## DATA
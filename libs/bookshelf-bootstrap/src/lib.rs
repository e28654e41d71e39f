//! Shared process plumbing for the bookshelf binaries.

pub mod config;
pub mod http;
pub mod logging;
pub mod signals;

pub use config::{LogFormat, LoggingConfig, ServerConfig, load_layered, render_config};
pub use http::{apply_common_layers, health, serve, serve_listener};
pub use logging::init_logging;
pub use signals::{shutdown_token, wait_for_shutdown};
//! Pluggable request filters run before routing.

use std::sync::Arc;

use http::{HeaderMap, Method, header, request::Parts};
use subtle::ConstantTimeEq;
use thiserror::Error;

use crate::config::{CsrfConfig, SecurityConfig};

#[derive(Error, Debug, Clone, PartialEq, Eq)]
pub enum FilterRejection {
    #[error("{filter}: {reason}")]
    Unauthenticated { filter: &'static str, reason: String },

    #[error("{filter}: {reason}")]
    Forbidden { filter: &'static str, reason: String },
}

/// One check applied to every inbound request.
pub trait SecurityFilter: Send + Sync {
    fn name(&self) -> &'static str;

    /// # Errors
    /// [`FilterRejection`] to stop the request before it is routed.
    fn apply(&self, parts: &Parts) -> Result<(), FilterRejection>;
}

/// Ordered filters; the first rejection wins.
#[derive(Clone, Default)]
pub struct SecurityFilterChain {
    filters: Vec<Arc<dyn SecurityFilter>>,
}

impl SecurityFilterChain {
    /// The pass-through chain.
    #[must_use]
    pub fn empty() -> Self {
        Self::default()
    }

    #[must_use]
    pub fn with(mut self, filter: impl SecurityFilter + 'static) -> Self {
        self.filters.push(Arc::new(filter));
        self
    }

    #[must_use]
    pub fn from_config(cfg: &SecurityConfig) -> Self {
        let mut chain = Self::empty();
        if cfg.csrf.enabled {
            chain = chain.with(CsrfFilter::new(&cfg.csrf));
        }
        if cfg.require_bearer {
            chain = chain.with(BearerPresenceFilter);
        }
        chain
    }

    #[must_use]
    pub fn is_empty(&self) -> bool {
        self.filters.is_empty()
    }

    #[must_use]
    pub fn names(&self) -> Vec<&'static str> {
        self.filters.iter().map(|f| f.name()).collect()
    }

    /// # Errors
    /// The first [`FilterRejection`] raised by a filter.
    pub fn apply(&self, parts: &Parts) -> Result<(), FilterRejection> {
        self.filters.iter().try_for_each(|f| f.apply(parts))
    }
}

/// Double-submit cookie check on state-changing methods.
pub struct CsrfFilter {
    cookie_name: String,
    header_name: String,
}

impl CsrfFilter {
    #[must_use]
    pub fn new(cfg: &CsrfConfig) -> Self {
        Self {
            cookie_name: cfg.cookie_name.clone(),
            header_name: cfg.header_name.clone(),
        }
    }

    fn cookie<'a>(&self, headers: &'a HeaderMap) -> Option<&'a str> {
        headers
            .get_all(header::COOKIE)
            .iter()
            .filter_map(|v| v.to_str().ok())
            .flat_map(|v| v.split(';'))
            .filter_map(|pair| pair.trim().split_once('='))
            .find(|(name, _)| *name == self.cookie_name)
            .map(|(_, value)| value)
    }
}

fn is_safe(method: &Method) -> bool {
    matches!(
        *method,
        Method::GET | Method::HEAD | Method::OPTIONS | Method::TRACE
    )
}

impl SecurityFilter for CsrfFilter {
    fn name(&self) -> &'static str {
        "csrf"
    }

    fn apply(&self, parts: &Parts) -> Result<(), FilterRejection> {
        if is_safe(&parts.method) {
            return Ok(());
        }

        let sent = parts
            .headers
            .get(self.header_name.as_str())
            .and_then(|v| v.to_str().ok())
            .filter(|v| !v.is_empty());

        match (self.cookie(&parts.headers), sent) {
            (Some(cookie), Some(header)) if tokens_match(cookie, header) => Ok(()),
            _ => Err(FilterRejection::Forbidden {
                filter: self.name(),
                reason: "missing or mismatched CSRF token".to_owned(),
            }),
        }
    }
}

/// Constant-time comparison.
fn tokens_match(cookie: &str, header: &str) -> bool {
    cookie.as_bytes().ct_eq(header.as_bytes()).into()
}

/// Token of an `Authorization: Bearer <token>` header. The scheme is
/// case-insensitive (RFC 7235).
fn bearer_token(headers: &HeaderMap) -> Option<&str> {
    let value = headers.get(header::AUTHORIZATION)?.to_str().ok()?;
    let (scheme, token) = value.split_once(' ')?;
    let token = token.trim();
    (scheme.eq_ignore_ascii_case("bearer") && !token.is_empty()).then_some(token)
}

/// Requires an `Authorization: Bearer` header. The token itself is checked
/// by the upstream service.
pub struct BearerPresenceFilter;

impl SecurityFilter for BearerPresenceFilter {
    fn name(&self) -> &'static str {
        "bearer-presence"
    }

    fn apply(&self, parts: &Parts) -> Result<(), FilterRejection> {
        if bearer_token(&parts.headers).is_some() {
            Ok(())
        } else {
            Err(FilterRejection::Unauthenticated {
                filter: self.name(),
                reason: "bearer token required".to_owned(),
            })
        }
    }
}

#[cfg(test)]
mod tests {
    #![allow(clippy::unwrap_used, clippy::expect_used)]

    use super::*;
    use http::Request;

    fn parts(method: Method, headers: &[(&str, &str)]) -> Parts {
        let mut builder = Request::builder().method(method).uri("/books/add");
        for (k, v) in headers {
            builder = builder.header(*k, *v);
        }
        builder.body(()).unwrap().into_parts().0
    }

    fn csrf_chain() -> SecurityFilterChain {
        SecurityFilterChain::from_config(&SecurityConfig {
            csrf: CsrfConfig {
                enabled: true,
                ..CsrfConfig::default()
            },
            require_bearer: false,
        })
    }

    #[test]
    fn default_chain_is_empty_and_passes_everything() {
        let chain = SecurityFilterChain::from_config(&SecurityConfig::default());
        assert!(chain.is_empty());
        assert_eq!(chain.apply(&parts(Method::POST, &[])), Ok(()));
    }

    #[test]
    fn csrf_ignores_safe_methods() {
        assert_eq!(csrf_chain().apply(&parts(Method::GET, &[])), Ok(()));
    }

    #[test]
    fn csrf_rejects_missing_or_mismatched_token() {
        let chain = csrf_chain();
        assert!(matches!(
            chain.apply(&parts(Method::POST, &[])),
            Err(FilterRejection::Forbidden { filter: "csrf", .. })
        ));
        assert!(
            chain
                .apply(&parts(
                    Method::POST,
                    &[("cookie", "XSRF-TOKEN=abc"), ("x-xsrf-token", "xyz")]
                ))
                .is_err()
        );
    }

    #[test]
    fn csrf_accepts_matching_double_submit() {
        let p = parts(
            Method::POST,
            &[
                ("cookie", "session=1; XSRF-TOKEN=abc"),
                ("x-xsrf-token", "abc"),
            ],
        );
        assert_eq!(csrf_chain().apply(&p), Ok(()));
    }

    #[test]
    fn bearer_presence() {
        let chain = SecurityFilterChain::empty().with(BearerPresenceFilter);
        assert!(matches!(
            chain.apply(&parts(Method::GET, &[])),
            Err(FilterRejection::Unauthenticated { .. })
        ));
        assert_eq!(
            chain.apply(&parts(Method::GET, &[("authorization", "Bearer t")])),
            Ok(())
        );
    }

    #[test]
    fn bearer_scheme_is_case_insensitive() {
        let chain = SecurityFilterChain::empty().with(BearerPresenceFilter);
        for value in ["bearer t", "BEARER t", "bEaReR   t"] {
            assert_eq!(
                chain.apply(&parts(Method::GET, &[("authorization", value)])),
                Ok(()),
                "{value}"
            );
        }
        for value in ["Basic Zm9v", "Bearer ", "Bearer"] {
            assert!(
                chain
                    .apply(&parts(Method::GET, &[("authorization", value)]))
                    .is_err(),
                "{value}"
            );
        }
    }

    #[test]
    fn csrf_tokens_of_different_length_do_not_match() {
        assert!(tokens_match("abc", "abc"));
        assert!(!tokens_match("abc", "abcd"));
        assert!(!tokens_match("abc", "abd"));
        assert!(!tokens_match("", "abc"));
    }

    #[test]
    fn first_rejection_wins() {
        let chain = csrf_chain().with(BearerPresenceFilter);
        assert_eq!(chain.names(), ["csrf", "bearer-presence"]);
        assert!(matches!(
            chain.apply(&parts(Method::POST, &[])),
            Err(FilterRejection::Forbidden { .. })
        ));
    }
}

## WHAT TO PRODUCE
Find the lines above that include the string "struct" and copy them.

## TASK RESULT
pub struct SecurityFilterChain {
pub struct CsrfFilter {
pub struct BearerPresenceFilter;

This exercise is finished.